In other words, parameters in Rails can be "wrapped" in hashes (and, apparently, also in arrays). In yet other words, the values of the params hash (where all the parameters are stored) can be hashes and arrays. It's not an obscure fact -- it is clearly spelled out in the Rails documentation -- but it took an instructor to point that out to me. Sometimes you get so absorbed in getting things done, that you don't even stumble upon the right piece of documentation until later. That's especially true when you are new to a programming language or framework, and your learning is going off in several directions: for example, maybe you've been trying to figure out routes so much that you neglected to explore an easier way to pass parameters. So it takes a workshop instructor to suggest this to you. James Gray, the instructor, also suggested another option, to store parameters in Session.

On a completely different note: it appears that the food served at lunch at Lone Star Ruby Conf was made from the flesh of overeaters. But not all of it! You could also get some sandwiches (by special request only) made of lean people. Don't believe me? Here is a picture!

Glutton-free (yes, glutton!) sandwiches served at RailsBridge

Glutton-free (yes, glutton!) sandwiches served at RailsBridge in July of 2013 in Austin, TX. More pictures from RailsBridge can be found in my photo gallery.

And now, on sorting developers into study groups. As I said, half or more of RailsBridge students were women. It's been noted that male and female developers differ in how they rate their skills, so beginner-intermediate-advanced sorting may not work. Sarah Mei gave anecdotal evidence of that. She used to ask her students which of them were already programmers. A lot of women didn't raise their hands; some might say outright "I am not a programmer". When Sarah asked one of those women, "so what do you do with the computer?", the woman answered: "I just use it for email." Then later in the conversation she casually said: "Back when I used to program..." Oh, so you used to program, Sarah asked. It turned out that the woman had a computer science degree and worked as a professional developer until 2 years ago.

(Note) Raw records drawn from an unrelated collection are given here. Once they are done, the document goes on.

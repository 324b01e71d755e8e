use serde::{Deserialize, Serialize};

use crate::authz::PermissionRule;

#[derive(Debug, Clone, Serialize, Deserialize)]
#[serde(deny_unknown_fields)]
pub struct AuthConfig {
    /// Header carrying the raw API key.
    #[serde(default = "default_api_key_header")]
    pub api_key_header: String,

    /// Prefix discriminating user keys.
    #[serde(default = "default_user_key_prefix")]
    pub user_key_prefix: String,

    /// Prefix discriminating organization keys.
    #[serde(default = "default_org_key_prefix")]
    pub org_key_prefix: String,

    /// Platform admin created at startup when the user store is empty.
    /// Without it a fresh in-memory deployment has no usable credential.
    #[serde(default, skip_serializing_if = "Option::is_none")]
    pub bootstrap: Option<BootstrapAdmin>,

    /// Full replacement for the builtin permission table. Evaluated in
    /// declaration order, first match wins.
    #[serde(default, skip_serializing_if = "Option::is_none")]
    pub permissions: Option<Vec<PermissionRule>>,
}

#[derive(Debug, Clone, Serialize, Deserialize)]
#[serde(deny_unknown_fields)]
pub struct BootstrapAdmin {
    pub username: String,
    pub email: String,
    /// The raw key this admin will authenticate with. Must carry the user
    /// key prefix. Typically injected via `${VAR}` interpolation.
    pub api_key: String,
}

fn default_api_key_header() -> String {
    "x-api-key".to_string()
}

fn default_user_key_prefix() -> String {
    "usr_".to_string()
}

fn default_org_key_prefix() -> String {
    "org_".to_string()
}

impl Default for AuthConfig {
    fn default() -> Self {
        Self {
            api_key_header: default_api_key_header(),
            user_key_prefix: default_user_key_prefix(),
            org_key_prefix: default_org_key_prefix(),
            bootstrap: None,
            permissions: None,
        }
    }
}

impl AuthConfig {
    pub fn validate(&self) -> Result<(), String> {
        if self.api_key_header.is_empty() {
            return Err("auth.api_key_header must not be empty".to_string());
        }
        if self.user_key_prefix.is_empty() || self.org_key_prefix.is_empty() {
            return Err("auth key prefixes must not be empty".to_string());
        }
        // The prefix is the sole discriminator of credential kind, so the
        // two prefixes must not shadow each other.
        if self.user_key_prefix.starts_with(&self.org_key_prefix)
            || self.org_key_prefix.starts_with(&self.user_key_prefix)
        {
            return Err(format!(
                "auth.user_key_prefix '{}' and auth.org_key_prefix '{}' must not overlap",
                self.user_key_prefix, self.org_key_prefix
            ));
        }
        if let Some(bootstrap) = &self.bootstrap {
            if !bootstrap.api_key.starts_with(&self.user_key_prefix) {
                return Err(format!(
                    "auth.bootstrap.api_key must start with the user key prefix '{}'",
                    self.user_key_prefix
                ));
            }
        }
        Ok(())
    }
}
#[tokio::test]
async fn requests_outside_the_base_path_are_denied() {
    let app = spawn_app().await;
    let key = app.create_user("alice", UserRole::Admin).await;
    // The path reaches the table unstripped and matches no rule.
    let (status, body) = app.request(Method::GET, "/outside", Some(&key), None).await;
    assert_eq!(status, StatusCode::FORBIDDEN);
    assert_eq!(error_code(&body), "access_denied");
}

So, asking people to divide themselves into groups by experience wouldn't work very well, because many women underestimate or downplay their experience.

So Sarah Mei suggested a different way for people to divide themselves into groups. Starting with herself, she asked people to tell some personal fact about themselves, and then everybody who shared the same experience or biographical fact were to join that person, while everyone else had to go to the other side of the room. For example, she asked everyone who did not program the computer until after they were 18 years old, to join her. That was quite a few people. Then another guy asked everyone who wasn't born in the United States to join him -- and that turned out to be about 1/3 of the attendees. Then someone else started a group for everyone who currently or in the past programmed in C-derived languages, such as C, C++, C#, or Objective C. Another person started a group for everyone who was primarily an HTML/CSS developer. However, I can't say I understood the purpose of this exercise, other than it was an introvert-friendly "getting-to-know-you" introductory game: everybody could find out some facts about one another, and no one has to say a word. The downside was that you had to have a very good memory to keep track of which circles your classmates joined. But this wasn't much of a sorting exercise: with every revealed factoid the class divided themselves into 2 groups, so you couldn't form a larger number of groups based on it. Maybe it could have worked differently if with every subsequent question each group split into two: one that said "yes" to this question, and another that said "no". But then after just 3 questions we would have had more groups than there were coaches.

Eventually Sarah Mei put a stop to this exercise and divided the people into roughly similar size groups based on some arbitrarily picked criteria. I ended up in the C-based language programmers' group. The HTML/CSS developers ended up in their own group. I don't know what other groups were based on.